Kuba: Ein für nächste Woche geplanter Besuch des amerikanischen Friedensstifters und Volkspräsidenten Ronald R. Obama in dem auf der floridanischen Halbinsel Kuba gelegenen Freizeit-Camp Guantamamo-Beach Holiday Inn**** wird mit Zustimmung des Innen-Ministeriums nun DOCH stattfinden.
Laut Aussage des Bildungsministers a.D. Donald Rumsfeld wird Obama begleitet von mehreren internationalen Presse-Teams mit Live-Übertragung, Kabel-Stream + Satelitten-Ausstrahlung.
Für den ersten und zweiten von fünf Besuchstagen sind ausführliche Interwievs aller Heimbewohner, Befragungen über Gesundheitszustand und wertes Wohlbefinden, Grund ihres Aufenthaltet, Herkunftsland und wie lange sie noch zu bleiben gedenken angesetzt.

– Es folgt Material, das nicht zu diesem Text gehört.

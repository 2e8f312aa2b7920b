// CLASSIFICATION: COMMUNITY
// Filename: config.rs v0.3
// Author: Lukas Bower
// Date Modified: 2026-10-16

//! Runtime configuration.
//!
//! Values come from an optional TOML file, then `QRLOGIN_*` environment
//! variables, then command-line flags (applied by the CLI).

use std::fs;
use std::path::{Path, PathBuf};
use std::time::Duration;

use serde::Deserialize;
use thiserror::Error;

use crate::engine::DEFAULT_DEBOUNCE_WINDOW;

/// Errors produced while loading configuration.
#[derive(Debug, Error)]
pub enum ConfigError {
    #[error("cannot read config {path}: {source}")]
    Io {
        path: PathBuf,
        #[source]
        source: std::io::Error,
    },
    #[error("invalid config: {0}")]
    Parse(#[from] toml::de::Error),
    #[error("invalid value {value:?} for {var}")]
    InvalidEnv { var: &'static str, value: String },
}

#[derive(Debug, Clone, PartialEq, Eq, Deserialize)]
#[serde(default, deny_unknown_fields)]
pub struct Config {
    /// Minimum time between two transitions of one identity, in ms.
    pub debounce_window_ms: u64,
    /// V4L2 device index (`/dev/videoN`).
    pub camera_index: usize,
    /// SQLite file holding users, sessions and events.
    pub store_path: PathBuf,
    /// Where triggering frames are saved; disabled when unset.
    pub snapshot_dir: Option<PathBuf>,
    /// Replay frames from this directory instead of the camera.
    pub frame_dir: Option<PathBuf>,
    pub refresh_last_seen: bool,
    /// Consecutive store failures after which the capture loop gives up.
    pub max_consecutive_store_failures: u32,
}

impl Default for Config {
    fn default() -> Self {
        Self {
            debounce_window_ms: DEFAULT_DEBOUNCE_WINDOW.as_millis() as u64,
            camera_index: 0,
            store_path: PathBuf::from("data/user_database.db"),
            snapshot_dir: None,
            frame_dir: None,
            refresh_last_seen: false,
            max_consecutive_store_failures: 5,
        }
    }
}

fn env_parse<T: std::str::FromStr>(var: &'static str) -> Result<Option<T>, ConfigError> {
    match std::env::var(var) {
        Ok(value) => value
            .trim()
            .parse()
            .map(Some)
            .map_err(|_| ConfigError::InvalidEnv { var, value }),
        Err(_) => Ok(None),
    }
}

impl Config {
    pub fn debounce_window(&self) -> Duration {
        Duration::from_millis(self.debounce_window_ms)
    }

    pub fn from_toml_str(text: &str) -> Result<Self, ConfigError> {
        Ok(toml::from_str(text)?)
    }

    pub fn from_file(path: &Path) -> Result<Self, ConfigError> {
        let text = fs::read_to_string(path).map_err(|source| ConfigError::Io {
            path: path.to_path_buf(),
            source,
        })?;
        Self::from_toml_str(&text)
    }

    /// Apply `QRLOGIN_STORE_PATH`, `QRLOGIN_CAMERA_INDEX` and
    /// `QRLOGIN_DEBOUNCE_MS`.
    pub fn apply_env(&mut self) -> Result<(), ConfigError> {
        if let Ok(path) = std::env::var("QRLOGIN_STORE_PATH") {
            self.store_path = PathBuf::from(path);
        }
        if let Some(index) = env_parse("QRLOGIN_CAMERA_INDEX")? {
            self.camera_index = index;
        }
        if let Some(ms) = env_parse("QRLOGIN_DEBOUNCE_MS")? {
            self.debounce_window_ms = ms;
        }
        Ok(())
    }

    /// File (if given) plus environment overrides.
    pub fn load(path: Option<&Path>) -> Result<Self, ConfigError> {
        let mut cfg = match path {
            Some(p) => Self::from_file(p)?,
            None => Self::default(),
        };
        cfg.apply_env()?;
        Ok(cfg)
    }
}
// CLASSIFICATION: COMMUNITY
// Filename: capture.rs v0.4
// Author: Lukas Bower
// Date Modified: 2026-10-16

//! Capture loop driving frames through decoding and the toggle engine.
//!
//! The loop is strictly sequential: one frame is fully processed before the
//! next is acquired, which keeps debounce timing in frame order. The stop
//! flag is checked once per iteration; an in-flight decode or store write is
//! never interrupted.

use std::sync::atomic::{AtomicBool, Ordering};

use log::{error, info, warn};
use thiserror::Error;

use crate::camera::{CameraError, CameraGuard, FrameSource};
use crate::decoder::CodeDecoder;
use crate::engine::{Decision, ToggleEngine};
use crate::feedback::FeedbackSink;
use crate::registry::CodeRegistry;
use crate::store::{SessionStore, StoreError};

/// Errors that end the capture loop.
#[derive(Debug, Error)]
pub enum CaptureError {
    #[error("camera failure: {0}")]
    Camera(#[from] CameraError),
    #[error("session store unavailable after {failures} consecutive failures: {last}")]
    StoreUnavailable {
        failures: u32,
        #[source]
        last: StoreError,
    },
}

/// Counters for one run of the loop.
#[derive(Debug, Default, Clone, Copy, PartialEq, Eq)]
pub struct LoopSummary {
    pub frames: u64,
    pub detections: u64,
    pub transitions: u64,
    pub unknown: u64,
    pub debounced: u64,
    pub store_failures: u64,
}

pub struct CaptureLoop<D, R, S, F> {
    decoder: D,
    engine: ToggleEngine<R, S>,
    sink: F,
    max_store_failures: u32,
    max_frames: Option<u64>,
}

impl<D, R, S, F> CaptureLoop<D, R, S, F>
where
    D: CodeDecoder,
    R: CodeRegistry,
    S: SessionStore,
    F: FeedbackSink,
{
    pub fn new(decoder: D, engine: ToggleEngine<R, S>, sink: F) -> Self {
        Self {
            decoder,
            engine,
            sink,
            max_store_failures: 5,
            max_frames: None,
        }
    }

    /// Stop after this many consecutive store failures. Zero is treated as one.
    pub fn with_max_store_failures(mut self, n: u32) -> Self {
        self.max_store_failures = n.max(1);
        self
    }

    /// Stop after `n` frames.
    pub fn with_max_frames(mut self, n: u64) -> Self {
        self.max_frames = Some(n);
        self
    }

    pub fn engine(&self) -> &ToggleEngine<R, S> {
        &self.engine
    }

    pub fn sink(&self) -> &F {
        &self.sink
    }

    /// Run until `stop` is set, the source ends, or a fatal error occurs.
    /// The source is released on every exit path.
    pub fn run<C: FrameSource>(
        &mut self,
        source: C,
        stop: &AtomicBool,
    ) -> Result<LoopSummary, CaptureError> {
        let mut camera = match CameraGuard::open(source) {
            Ok(camera) => camera,
            Err(e) => {
                error!("camera could not be opened: {e}");
                return Err(e.into());
            }
        };
        let mut summary = LoopSummary::default();
        let mut consecutive_failures = 0u32;
        info!("capture loop started");

        while !stop.load(Ordering::SeqCst) {
            if self.max_frames.is_some_and(|max| summary.frames >= max) {
                break;
            }
            let frame = match camera.acquire() {
                Ok(Some(frame)) => frame,
                Ok(None) => {
                    info!("frame source exhausted");
                    break;
                }
                Err(e) => {
                    error!("frame acquisition failed: {e}");
                    return Err(e.into());
                }
            };
            summary.frames += 1;

            let detections = self.decoder.decode(&frame);
            summary.detections += detections.len() as u64;
            if detections.is_empty() {
                continue;
            }

            for outcome in self.engine.process_batch(detections, Some(&frame)) {
                match outcome {
                    // Unknown codes never reach the store.
                    Ok(Decision::UnknownCode) => summary.unknown += 1,
                    Ok(Decision::Debounced { .. }) => {
                        consecutive_failures = 0;
                        summary.debounced += 1;
                    }
                    Ok(Decision::Toggled(t)) => {
                        consecutive_failures = 0;
                        summary.transitions += 1;
                        self.sink.emit(&t.feedback());
                    }
                    Err(e) => {
                        summary.store_failures += 1;
                        consecutive_failures += 1;
                        warn!("detection dropped, store failure {consecutive_failures}: {e}");
                        if consecutive_failures >= self.max_store_failures {
                            error!("giving up on session store");
                            return Err(CaptureError::StoreUnavailable {
                                failures: consecutive_failures,
                                last: e,
                            });
                        }
                    }
                }
            }
        }

        info!(
            "capture loop stopped after {} frames, {} transitions",
            summary.frames, summary.transitions
        );
        Ok(summary)
    }
}
// CLASSIFICATION: COMMUNITY
// Filename: registry.rs v0.2
// Author: Lukas Bower
// Date Modified: 2026-10-16

use qrlogin::registry::{list_users, provision_user, RegistryError};
use qrlogin::{CodeRegistry, SessionStore, SqliteSessionStore, UserDirectory, UserRecord};
use tempfile::tempdir;

fn john() -> UserRecord {
    UserRecord {
        identity: "jbuck".into(),
        display_name: "John Buck".into(),
        access_code: "h65ld310".into(),
        email: Some("jbuck@gmail.com".into()),
    }
}

fn jane() -> UserRecord {
    UserRecord {
        identity: "jdoe".into(),
        display_name: "Jane Doe".into(),
        access_code: "d08ae169".into(),
        email: Some("jdoe@gmail.com".into()),
    }
}

#[test]
fn provisioned_users_are_loaded() {
    let dir = tempdir().unwrap();
    let db = dir.path().join("data").join("user_database.db");
    assert!(provision_user(&db, &john()).unwrap());
    assert!(provision_user(&db, &jane()).unwrap());

    let users = UserDirectory::load(&db).unwrap();
    assert_eq!(users.len(), 2);
    assert_eq!(users.lookup("h65ld310"), Some(john()));
    assert_eq!(users.lookup("d08ae169").unwrap().display_name, "Jane Doe");
    assert!(users.lookup("unknownQR").is_none());
}

#[test]
fn provisioning_twice_is_ignored() {
    let dir = tempdir().unwrap();
    let db = dir.path().join("users.db");
    assert!(provision_user(&db, &john()).unwrap());
    assert!(!provision_user(&db, &john()).unwrap());
    assert_eq!(list_users(&db).unwrap(), vec![john()]);
}

#[test]
fn code_cannot_be_reissued() {
    let dir = tempdir().unwrap();
    let db = dir.path().join("users.db");
    provision_user(&db, &john()).unwrap();
    let thief = UserRecord {
        access_code: john().access_code,
        ..jane()
    };
    let err = provision_user(&db, &thief).unwrap_err();
    assert!(matches!(err, RegistryError::DuplicateCode { existing } if existing == "jbuck"));
    assert_eq!(list_users(&db).unwrap().len(), 1);
}

#[test]
fn identity_keeps_its_first_code() {
    let dir = tempdir().unwrap();
    let db = dir.path().join("users.db");
    provision_user(&db, &john()).unwrap();
    let reissue = UserRecord {
        access_code: "n3wc0de1".into(),
        ..john()
    };
    let err = provision_user(&db, &reissue).unwrap_err();
    assert!(matches!(
        err,
        RegistryError::IdentityExists { ref identity, ref code }
            if identity == "jbuck" && code == "h65ld310"
    ));
    let users = UserDirectory::load(&db).unwrap();
    assert!(users.lookup("n3wc0de1").is_none());
    assert_eq!(users.lookup("h65ld310"), Some(john()));
}

#[test]
fn users_and_sessions_share_one_file() {
    let dir = tempdir().unwrap();
    let db = dir.path().join("user_database.db");
    provision_user(&db, &john()).unwrap();
    let store = SqliteSessionStore::open(&db).unwrap();
    assert!(store.sessions().unwrap().is_empty());
    assert!(store.get_status("jbuck").unwrap().last_transition_ts.is_none());
    assert_eq!(UserDirectory::load(&db).unwrap().len(), 1);
}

Um die persönliche und gedankliche Verbundenheit und Nähe des US-kenianischen Volksverstreters und seiner Hilfs-Organisation *NATO Freedom International* zu verdeutlichen, wird der Präsident 4 Tage in den Suiten und Bade-Salons verweilen und gemensam mit den Bewohnern am Sport- Kultur- Spiel- und Unterhaltungsprogramm aktiv teilnehmen.
Auch das internationale Journalisten-Team hat die Möglichkeit am Jubileum des Rehabilitations-Camps *Guantamamo-Beach* mitzufeiern.
Update: Wie das Tourismus-Logistic-Center *Comfort International Agency* (CIA) eben mitteilt, haben in der Jubiläums-Woche wird für alle Angehörigen der im Reha-Zentrum *Guantamamo-Hospiz* ein globaler kostenloser Shuttle-Service eingerichtet.
Hierzu werden die bekannten und beliebten Raumgleiter "Columbia", weiterhin die erfolgreichen Turbo-Gleiter F-104G, und mehrere gepäcktaugliche Langstreckenflugzeuge vom Typ B-52 bereitgestellt.
Weiterhin werden für Selbstflieger aus den Beständen der American Airlines bis zu 19 Boings vom Typ 797 Trans-All auf jedem internationalen Fluch(t)hafen zur Verfügung stehen.